* _Try it_
Every line containing the string "multiplier" should be returned from the records.

=== Begin Enclosure ===

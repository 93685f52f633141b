//! Search configuration parameters.

use serde::{Deserialize, Serialize};

/// Alpha-beta search configuration.
///
/// Every enhancement can be toggled on its own; with all of them off the
/// driver is a plain fixed-depth negamax.
#[derive(Clone, Debug, Serialize, Deserialize)]
pub struct SearchConfig {
    /// Maximum search depth in plies.
    pub depth: u32,

    /// Search depths 1..=depth in turn, reordering the root each time.
    pub iterative_deepening: bool,

    /// Probe and store a transposition table keyed by digest.
    pub use_transposition: bool,

    /// Entry cap of the transposition table.
    pub transposition_capacity: usize,

    /// Calibrate width limits with a null-move search at the root.
    pub use_null_move: bool,

    /// Prune interior nodes whose null-move result already reaches beta.
    pub null_move_pruning: bool,

    /// Depth reduction of null-move searches.
    pub null_move_reduction: u32,

    /// Minimum remaining depth for interior null-move pruning.
    pub null_move_min_depth: u32,

    /// Null-move swing at or above which the position is "serious".
    pub serious_swing: f64,

    /// Null-move swing at or below which the position is "casual".
    pub casual_swing: f64,

    /// Width multiplier for serious positions.
    pub serious_factor: f64,

    /// Width multiplier for casual positions.
    pub casual_factor: f64,

    /// Retry moves that caused cutoffs at the same ply first.
    pub use_killers: bool,

    /// Order children by their static evaluation (make/eval/unmake).
    pub static_ordering: bool,

    /// Moves examined per ply; plies past the end are unlimited.
    /// Empty means no width limit.
    pub widths: Vec<usize>,

    /// Choose among this many top moves (1 = always the best).
    pub random_top_n: usize,

    /// How far below the best a move may score and still be chosen.
    pub random_tolerance: f64,

    /// `random_top_n` shrinks by one every this many turns (0 = never).
    pub random_decay_turns: u32,

    /// Answer a predicted position with the previous principal variation.
    pub use_pv_reuse: bool,

    /// Stop the root as soon as a move scores at least this much.
    pub good_enough: Option<f64>,

    /// Node budget.
    pub node_limit: Option<u64>,

    /// Wall-clock budget in milliseconds.
    pub time_limit_ms: Option<u64>,

    /// Value of positions repeated on the search path.
    pub draw_value: f64,

    /// Check execute/unexecute round trips at every node (slow).
    pub verify_digests: bool,

    /// Seed of the randomized move choice.
    pub seed: u64,
}

impl Default for SearchConfig {
    fn default() -> Self {
        Self {
            depth: 4,
            iterative_deepening: false,
            use_transposition: true,
            transposition_capacity: 1 << 20,
            use_null_move: false,
            null_move_pruning: false,
            null_move_reduction: 2,
            null_move_min_depth: 3,
            serious_swing: 50.0,
            casual_swing: 5.0,
            serious_factor: 1.5,
            casual_factor: 0.75,
            use_killers: true,
            static_ordering: false,
            widths: Vec::new(),
            random_top_n: 1,
            random_tolerance: 0.0,
            random_decay_turns: 0,
            use_pv_reuse: false,
            good_enough: None,
            node_limit: None,
            time_limit_ms: None,
            draw_value: 0.0,
            verify_digests: false,
            seed: 42,
        }
    }
}

impl SearchConfig {
    /// Create a new config with custom depth.
    #[must_use]
    pub fn with_depth(mut self, depth: u32) -> Self {
        assert!(depth > 0, "Search depth must be at least 1");
        self.depth = depth;
        self
    }

    /// Create a new config with custom seed.
    #[must_use]
    pub fn with_seed(mut self, seed: u64) -> Self {
        self.seed = seed;
        self
    }

    #[must_use]
    pub fn with_iterative_deepening(mut self, enabled: bool) -> Self {
        self.iterative_deepening = enabled;
        self
    }

    #[must_use]
    pub fn with_transposition(mut self, enabled: bool) -> Self {
        self.use_transposition = enabled;
        self
    }

    #[must_use]
    pub fn with_null_move(mut self, enabled: bool) -> Self {
        self.use_null_move = enabled;
        self
    }

    #[must_use]
    pub fn with_null_move_pruning(mut self, enabled: bool) -> Self {
        self.null_move_pruning = enabled;
        self
    }

    #[must_use]
    pub fn with_killers(mut self, enabled: bool) -> Self {
        self.use_killers = enabled;
        self
    }

    #[must_use]
    pub fn with_static_ordering(mut self, enabled: bool) -> Self {
        self.static_ordering = enabled;
        self
    }

    #[must_use]
    pub fn with_widths(mut self, widths: Vec<usize>) -> Self {
        self.widths = widths;
        self
    }

    /// Pick randomly among the best `top_n` moves within `tolerance`.
    #[must_use]
    pub fn with_randomization(mut self, top_n: usize, tolerance: f64) -> Self {
        self.random_top_n = top_n.max(1);
        self.random_tolerance = tolerance;
        self
    }

    #[must_use]
    pub fn with_random_decay(mut self, turns: u32) -> Self {
        self.random_decay_turns = turns;
        self
    }

    #[must_use]
    pub fn with_pv_reuse(mut self, enabled: bool) -> Self {
        self.use_pv_reuse = enabled;
        self
    }

    #[must_use]
    pub fn with_good_enough(mut self, value: f64) -> Self {
        self.good_enough = Some(value);
        self
    }

    #[must_use]
    pub fn with_node_limit(mut self, nodes: u64) -> Self {
        self.node_limit = Some(nodes);
        self
    }

    #[must_use]
    pub fn with_time_limit_ms(mut self, ms: u64) -> Self {
        self.time_limit_ms = Some(ms);
        self
    }

    #[must_use]
    pub fn with_draw_value(mut self, value: f64) -> Self {
        self.draw_value = value;
        self
    }

    #[must_use]
    pub fn with_verify_digests(mut self, enabled: bool) -> Self {
        self.verify_digests = enabled;
        self
    }

    /// Width allowed at `ply`, scaled by the seriousness factor.
    #[must_use]
    pub fn width_at(&self, ply: usize, factor: f64) -> Option<usize> {
        self.widths
            .get(ply)
            .map(|&w| ((w as f64 * factor).round() as usize).max(1))
    }

    /// Number of top moves eligible for random choice at `move_number`.
    #[must_use]
    pub fn random_choices(&self, move_number: u32) -> usize {
        let decay = match self.random_decay_turns {
            0 => 0,
            turns => (move_number / turns) as usize,
        };
        self.random_top_n.saturating_sub(decay).max(1)
    }
}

=== End Enclosure ===

* _Answer to this problem_
    /// Width multiplier for serious positions.
    /// Width multiplier for casual positions.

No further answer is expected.